Some stories, like “I’m a People Person,” — shared by Teresa Bullock, a PPMC employee in Environmental Services — give voice to those whose jobs contribute to the patient experience, but are rarely recognized for their impact. Others tackle broader issues. In “We Run,” Anish Agarwal, MD, of Emergency Medicine at PPMC, talks about the epidemic of violence in Philadelphia that’s bringing so many young Black men into the ED and the devastating impact on the entire trauma team who rush to save their lives but sometimes cannot.

“Clinicians and staff witnessing suffering and trauma — it affects them profoundly. Stories help them process and work through their feelings,” Levy said.

Spreading the Impact

Listening Lab stories are making an impact throughout Penn Medicine, on many levels. They’re shared in meetings and huddles, in leadership events, and in systemwide celebrations, such as Safety Week. They appear in the COVID-19 CEO email updates, which go to all employees, and Penn Medicine Together, which offers resources and strategies to help employees cope with anxiety and stress.

At Penn’s Perelman School of Medicine, the stories are an excellent teaching tool to build a skill set of listening, said Millstein, who, with Levy, uses them as part of several Narrative Medicine electives they have taught. “It’s a great demonstration of clinicians and other medical professionals showing vulnerability, which is not easy to teach and not always demonstrated in clinical rotations,” Millstein said. “It fills a void in their training — teaching students to appreciate patient stories as stories, not just medical history. It makes medicine more fulfilling.”
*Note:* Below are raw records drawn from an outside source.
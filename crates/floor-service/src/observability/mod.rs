//! Observability for the floor service.
//!
//! Tracing uses explicit targets (`floor.actor`, `floor.state`,
//! `floor.handlers`, `floor.broadcast`) and `#[instrument(skip_all)]` with
//! allow-listed fields. Participant identities are logged, vote choices are
//! not.
//!
//! # Metrics
//!
//! | Metric | Type | Labels | Purpose |
//! |--------|------|--------|---------|
//! | `floor_http_requests_total` | Counter | `method`, `endpoint`, `status_code` | HTTP responses |
//! | `floor_commands_total` | Counter | `command`, `status` | Command outcomes |
//! | `floor_command_duration_seconds` | Histogram | `command` | Time spent applying a command |
//! | `floor_events_published_total` | Counter | `event` | Events fanned out to observers |
//! | `floor_observers_active` | Gauge | none | Connected event-stream observers |
//! | `floor_actor_mailbox_depth` | Gauge | none | Backpressure on the floor actor |
//! | `floor_observer_lagged_total` | Counter | none | Observers told to resync |
//! | `floor_pending_expired_total` | Counter | none | Pending items expired by timeout |

pub mod health;
pub mod metrics;

pub use health::{health_router, HealthState};
pub use metrics::{
    init_metrics_recorder, record_command, record_event_published, record_http_request,
    record_observer_lagged, record_pending_expired, set_actor_mailbox_depth, set_observers_active,
};
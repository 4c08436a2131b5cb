//! Broadcast coordinator.
//!
//! Fans committed events out to every connected observer and holds the
//! latest snapshot for resynchronization. It never authorizes or mutates
//! anything; it only sees what the floor actor has already committed.
//!
//! Delivery is at-least-once from an observer's point of view: a new
//! subscriber receives the current snapshot and may then also receive events
//! already reflected in it. Events whose `sequence` is not greater than the
//! snapshot's `sequence` can be skipped.

use std::sync::Arc;

use tokio::sync::{broadcast, watch};
use tracing::{debug, trace};

use crate::floor::{EventEnvelope, Snapshot};
use crate::observability::metrics;

/// Default number of events buffered per observer before it lags.
pub const DEFAULT_EVENT_BUFFER: usize = 1024;

/// A new observer's starting point.
pub struct Subscription {
    pub snapshot: Arc<Snapshot>,
    pub events: broadcast::Receiver<EventEnvelope>,
}

#[derive(Debug)]
pub struct BroadcastCoordinator {
    events: broadcast::Sender<EventEnvelope>,
    snapshot: watch::Sender<Arc<Snapshot>>,
}

impl BroadcastCoordinator {
    #[must_use]
    pub fn new(buffer: usize, initial: Snapshot) -> Self {
        let (events, _) = broadcast::channel(buffer.max(1));
        let (snapshot, _) = watch::channel(Arc::new(initial));
        Self { events, snapshot }
    }

    /// Replace the snapshot, then send every envelope in order.
    pub fn publish(&self, envelopes: Vec<EventEnvelope>, snapshot: Snapshot) {
        self.snapshot.send_replace(Arc::new(snapshot));

        for envelope in envelopes {
            let name = envelope.event.name();
            let sequence = envelope.sequence;
            match self.events.send(envelope) {
                Ok(receivers) => {
                    trace!(target: "floor.broadcast", event = name, sequence, receivers, "Event published");
                }
                Err(_) => {
                    trace!(target: "floor.broadcast", event = name, sequence, "Event published with no observers");
                }
            }
            metrics::record_event_published(name);
        }
    }

    /// Current authoritative snapshot.
    #[must_use]
    pub fn resync(&self) -> Arc<Snapshot> {
        Arc::clone(&self.snapshot.borrow())
    }

    /// Subscribe to events, starting from the current snapshot.
    #[must_use]
    pub fn subscribe(&self) -> Subscription {
        // Receiver first so nothing published after the snapshot read is missed
        let events = self.events.subscribe();
        let snapshot = self.resync();
        debug!(
            target: "floor.broadcast",
            sequence = snapshot.sequence,
            observers = self.events.receiver_count(),
            "Observer subscribed"
        );
        Subscription { snapshot, events }
    }

    #[must_use]
    pub fn observer_count(&self) -> usize {
        self.events.receiver_count()
    }
}
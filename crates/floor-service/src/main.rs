//! Floor Service
//!
//! Entry point for the parliamentary floor session coordinator.

use anyhow::Context;
use common::config::ObservabilityConfig;
use floor_service::actors::{FloorActorConfig, FloorActorHandle};
use floor_service::broadcast::BroadcastCoordinator;
use floor_service::config::Config;
use floor_service::floor::Snapshot;
use floor_service::observability::{init_metrics_recorder, HealthState};
use floor_service::routes::{self, AppState};
use std::collections::HashMap;
use std::net::SocketAddr;
use std::sync::Arc;
use std::time::Duration;
use tokio::signal;
use tokio_util::sync::CancellationToken;
use tracing::{error, info, warn};
use tracing_subscriber::{layer::SubscriberExt, util::SubscriberInitExt, EnvFilter};

/// Time allowed for the actor to stop after shutdown is requested.
const ACTOR_SHUTDOWN_TIMEOUT: Duration = Duration::from_secs(5);

fn init_tracing(observability: &ObservabilityConfig) {
    let filter = EnvFilter::try_new(&observability.log_filter)
        .unwrap_or_else(|_| EnvFilter::new(common::config::DEFAULT_LOG_FILTER));

    let registry = tracing_subscriber::registry().with(filter);
    if observability.json_logs {
        registry.with(tracing_subscriber::fmt::layer().json()).init();
    } else {
        registry.with(tracing_subscriber::fmt::layer()).init();
    }
}

#[tokio::main]
async fn main() -> anyhow::Result<()> {
    let vars: HashMap<String, String> = std::env::vars().collect();
    let observability = ObservabilityConfig::from_vars(&vars);
    init_tracing(&observability);

    info!("Starting Floor Service");

    let config = Config::from_env().map_err(|e| {
        error!("Failed to load configuration: {}", e);
        e
    })?;

    info!(
        floor_id = %config.floor_id,
        bind_address = %config.bind_address,
        president = %config.president_id,
        max_active_items = config.max_active_items,
        pending_timeout_seconds = config.pending_timeout.map(|t| t.as_secs()),
        "Configuration loaded successfully"
    );

    let metrics_handle = init_metrics_recorder()
        .map_err(|e| anyhow::anyhow!(e))
        .context("Failed to initialize metrics")?;

    let health = Arc::new(HealthState::new());
    let cancel_token = CancellationToken::new();
    let broadcast = Arc::new(BroadcastCoordinator::new(
        config.event_buffer,
        Snapshot::default(),
    ));

    let (floor, actor_task) = FloorActorHandle::spawn(
        FloorActorConfig {
            floor_id: config.floor_id.clone(),
            settings: config.floor_settings(),
            pending_timeout: config.pending_timeout,
        },
        Arc::clone(&broadcast),
        cancel_token.child_token(),
    )
    .context("Failed to start floor actor")?;

    let addr: SocketAddr = config.bind_address.parse().map_err(|e| {
        error!("Invalid bind address: {}", e);
        e
    })?;

    let state = Arc::new(AppState {
        floor,
        broadcast,
        config,
    });
    let app = routes::build_routes(state, metrics_handle, Arc::clone(&health))
        .context("Failed to build routes")?;

    let listener = tokio::net::TcpListener::bind(addr)
        .await
        .with_context(|| format!("Failed to bind {addr}"))?;

    health.set_ready();
    info!("Floor Service listening on {}", addr);

    axum::serve(listener, app)
        .with_graceful_shutdown(shutdown_signal(Arc::clone(&health), cancel_token.clone()))
        .await
        .context("HTTP server error")?;

    cancel_token.cancel();
    match tokio::time::timeout(ACTOR_SHUTDOWN_TIMEOUT, actor_task).await {
        Ok(Ok(())) => info!("Floor actor stopped"),
        Ok(Err(e)) => warn!("Floor actor task failed: {}", e),
        Err(_) => warn!("Floor actor did not stop within the shutdown timeout"),
    }

    info!("Floor Service shutdown complete");

    Ok(())
}

/// Listens for shutdown signals (SIGTERM, SIGINT).
///
/// Readiness drops first; the floor actor is cancelled so open event
/// streams end and the server can finish draining.
async fn shutdown_signal(health: Arc<HealthState>, cancel_token: CancellationToken) {
    let ctrl_c = async {
        match signal::ctrl_c().await {
            Ok(()) => info!("Received SIGINT, starting graceful shutdown..."),
            Err(e) => error!("Failed to listen for SIGINT: {}", e),
        }
    };

    #[cfg(unix)]
    let terminate = async {
        match signal::unix::signal(signal::unix::SignalKind::terminate()) {
            Ok(mut stream) => {
                stream.recv().await;
                info!("Received SIGTERM, starting graceful shutdown...");
            }
            Err(e) => {
                error!("Failed to listen for SIGTERM: {}", e);
                std::future::pending::<()>().await;
            }
        }
    };

    #[cfg(not(unix))]
    let terminate = std::future::pending::<()>();

    tokio::select! {
        () = ctrl_c => {}
        () = terminate => {}
    }

    health.set_not_ready();
    cancel_token.cancel();
}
“What we’re doing is not much different than what the Listening Lab is advocating — using stories to facilitate conversations, communications among team members, and, in a more gentle way, engage in complicated discussions,” Levy said. “There’s inherent value to creating a safe and comfortable environment where people can develop and refine and hone their skills listening to one another.”

Nursing orientation at HUP uses Listening Lab stories to help make the patient experience more visible but also to “let new staff understand that they’re not alone,” said Karen Anderson, MSN, PMHCNS, clinical nurse specialist in Patient-Family Centered Care.

In “My First COVID Patient,” Cyra Uy, a nurse at Lancaster General Hospital, describes how frightened she was treating her first COVID patient. “The nurse felt she was alone in her fears, but the story resonated with every nurse who cared for a COVID patient,” Anderson said. “I think the stories make you realize you’re a part of a much bigger world and there’s more support in that world – and more opportunities to provide support for each other.”